Prof Akshay Rao's (80BMD) article on Virginia Tech

StarTribune.com

Last update: April 17, 2007 – 6:17 PM

Akshay R. Rao: A beautiful campus, grotesquely violated

Twenty-four years ago this fall, a year before Cho Seung-Hui was born, I joined Virginia Tech as a graduate student. The bucolic campus and its surrounding community was my first home in the United States and came to represent so much that I admire about this country.

Twenty-four years ago this fall, a year before Cho Seung-Hui was born, I joined Virginia Tech as a graduate student. The bucolic campus and its surrounding community was my first home in the United States and came to represent so much that I admire about this country.

The ramrod-stiff ROTC students as they marched around the drill field. The beautiful women who played with peculiar flat objects that I later learned to call Frisbees. My first set of eager students, who were simultaneously curious about my background (Was India a democracy?), my accent (Why did I say "chap" rather than "guy"?) and my credibility (Could I write them a letter of recommendation?).

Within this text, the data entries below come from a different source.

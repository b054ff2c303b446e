//! Contract Definitions
//!
//! Solidity interfaces used by the bot, defined with alloy's `sol!` macro.
//! Each interface is annotated with `#[sol(rpc)]` to generate contract
//! instance types that can make RPC calls via any alloy Provider.

use alloy::sol;

// ── ERC20 (testnet tokens expose a public mint) ──────────────────────

sol! {
    #[sol(rpc)]
    interface IERC20 {
        function name() external view returns (string);
        function symbol() external view returns (string);
        function decimals() external view returns (uint8);
        function balanceOf(address account) external view returns (uint256);
        function allowance(address owner, address spender) external view returns (uint256);
        function approve(address spender, uint256 amount) external returns (bool);
        function mint() external;
    }
}

// ── Uniswap V3 style SwapRouter ──────────────────────────────────────

sol! {
    #[sol(rpc)]
    interface ISwapRouter {
        struct ExactInputSingleParams {
            address tokenIn;
            address tokenOut;
            uint24 fee;
            address recipient;
            uint256 deadline;
            uint256 amountIn;
            uint256 amountOutMinimum;
            uint160 sqrtPriceLimitX96;
        }

        function exactInputSingle(ExactInputSingleParams calldata params) external payable returns (uint256 amountOut);
    }
}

That image of the most beautiful campus in the country, bar none, has been grotesquely violated by the obscenity of April 16. As I watched the horror unfold, I could not but think: Were it not for the culture of guns that pervades our society, would this have happened in such a macabre and horrific fashion?

I realize that the issue of guns (like many other issues) has become an incendiary political topic that distinguishes the right from the left, though I suspect that Republicans and Democrats alike were victims at Virginia Tech, have been victims of gun violence in the past and will be in the future. Most arguments against any sort of gun control start with the Second Amendment to the Constitution. So I looked it up, and here is what it says:

"A well regulated Militia, being necessary to the security of a free State, the right of the people to keep and bear Arms, shall not be infringed."

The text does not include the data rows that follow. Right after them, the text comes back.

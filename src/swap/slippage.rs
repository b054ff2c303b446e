// Slippage bound on a simulated quote, in integer basis points

use alloy::primitives::U256;
use rust_decimal::prelude::ToPrimitive;
use rust_decimal::Decimal;

pub const BPS_DENOMINATOR: u32 = 10_000;

/// Slippage percent → basis points, floored (0.5% → 50, 0.555% → 55).
/// Clamped to [0, 10000].
pub fn slippage_bps(slippage_percent: Decimal) -> u32 {
    let bps = (slippage_percent * Decimal::ONE_HUNDRED).floor();
    bps.to_u32().unwrap_or(0).min(BPS_DENOMINATOR)
}

/// `floor(expected * (10000 - bps) / 10000)`, exact for every U256.
///
/// Split `expected = q * 10000 + r` so neither partial product can
/// overflow: `q * keep <= expected` and `r * keep < 10000^2`.
pub fn min_amount_out(expected: U256, bps: u32) -> U256 {
    let keep = U256::from(BPS_DENOMINATOR - bps.min(BPS_DENOMINATOR));
    let denom = U256::from(BPS_DENOMINATOR);
    let (q, r) = expected.div_rem(denom);
    q * keep + r * keep / denom
}

#[cfg(test)]
mod tests {
    use super::*;
    use alloy::primitives::U512;
    use rust_decimal_macros::dec;

    #[test]
    fn test_bps_floor() {
        assert_eq!(slippage_bps(dec!(0.5)), 50);
        assert_eq!(slippage_bps(dec!(1)), 100);
        assert_eq!(slippage_bps(dec!(0.555)), 55);
        assert_eq!(slippage_bps(dec!(0)), 0);
        assert_eq!(slippage_bps(dec!(-1)), 0);
        assert_eq!(slippage_bps(dec!(250)), 10_000);
    }

    #[test]
    fn test_min_amount_out() {
        assert_eq!(min_amount_out(U256::from(1_000_000u64), 50), U256::from(995_000u64));
        // truncation
        assert_eq!(min_amount_out(U256::from(999u64), 50), U256::from(994u64));
        assert_eq!(min_amount_out(U256::from(1_000u64), 0), U256::from(1_000u64));
        assert_eq!(min_amount_out(U256::from(1_000u64), 10_000), U256::ZERO);
    }

    /// Reference floor computed in 512 bits
    fn wide_min_out(expected: U256, bps: u32) -> U256 {
        let limbs = expected.as_limbs();
        let wide = U512::from_limbs([limbs[0], limbs[1], limbs[2], limbs[3], 0, 0, 0, 0]);
        let keep = U512::from(BPS_DENOMINATOR - bps);
        let out = wide * keep / U512::from(BPS_DENOMINATOR);
        let out = out.as_limbs();
        assert!(out[4..].iter().all(|l| *l == 0));
        U256::from_limbs([out[0], out[1], out[2], out[3]])
    }

    #[test]
    fn test_min_amount_out_exact_near_max() {
        let near_max = [U256::MAX, U256::MAX - U256::from(1u64), U256::MAX / U256::from(3u64)];
        for expected in near_max {
            for bps in [0u32, 1, 50, 9_999, 10_000] {
                assert_eq!(min_amount_out(expected, bps), wide_min_out(expected, bps));
            }
        }
        assert_eq!(min_amount_out(U256::MAX, 0), U256::MAX);
    }

    #[test]
    fn test_min_amount_out_never_exceeds_expected() {
        for bps in [0u32, 1, 50, 9_999] {
            assert!(min_amount_out(U256::from(12_345u64), bps) <= U256::from(12_345u64));
            assert_eq!(
                min_amount_out(U256::from(12_345u64), bps),
                wide_min_out(U256::from(12_345u64), bps)
            );
        }
    }
}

Surely we can all agree that the first four words of the Second Amendment are an integral part of the "right to bear arms" conversation. Currently, there is no well-regulated militia. It is the right to bear arms that is the sum and the substance of the conversation. Any suggestion of "regulation" is perceived as a threat to the right to bear arms.

Perhaps we should also discuss whether the private ownership of guns will indeed protect society if the government decides to unleash its military might against the citizenry. And finally, we could discuss whether we want a society where everybody is armed, to protect the innocent individual, which will surely continue to result in horrors such as Columbine and Virginia Tech, or whether we want a society in which nobody is armed so that indiscriminate carnage never occurs again. I can't envision a middle ground that does not require considerable regulation, or is worth the lives that are cut short in such a monstrous manner.

Akshay R. Rao is General Mills professor of marketing at the Carlson School of Management. He received his Ph.D. from Virginia Tech in 1986.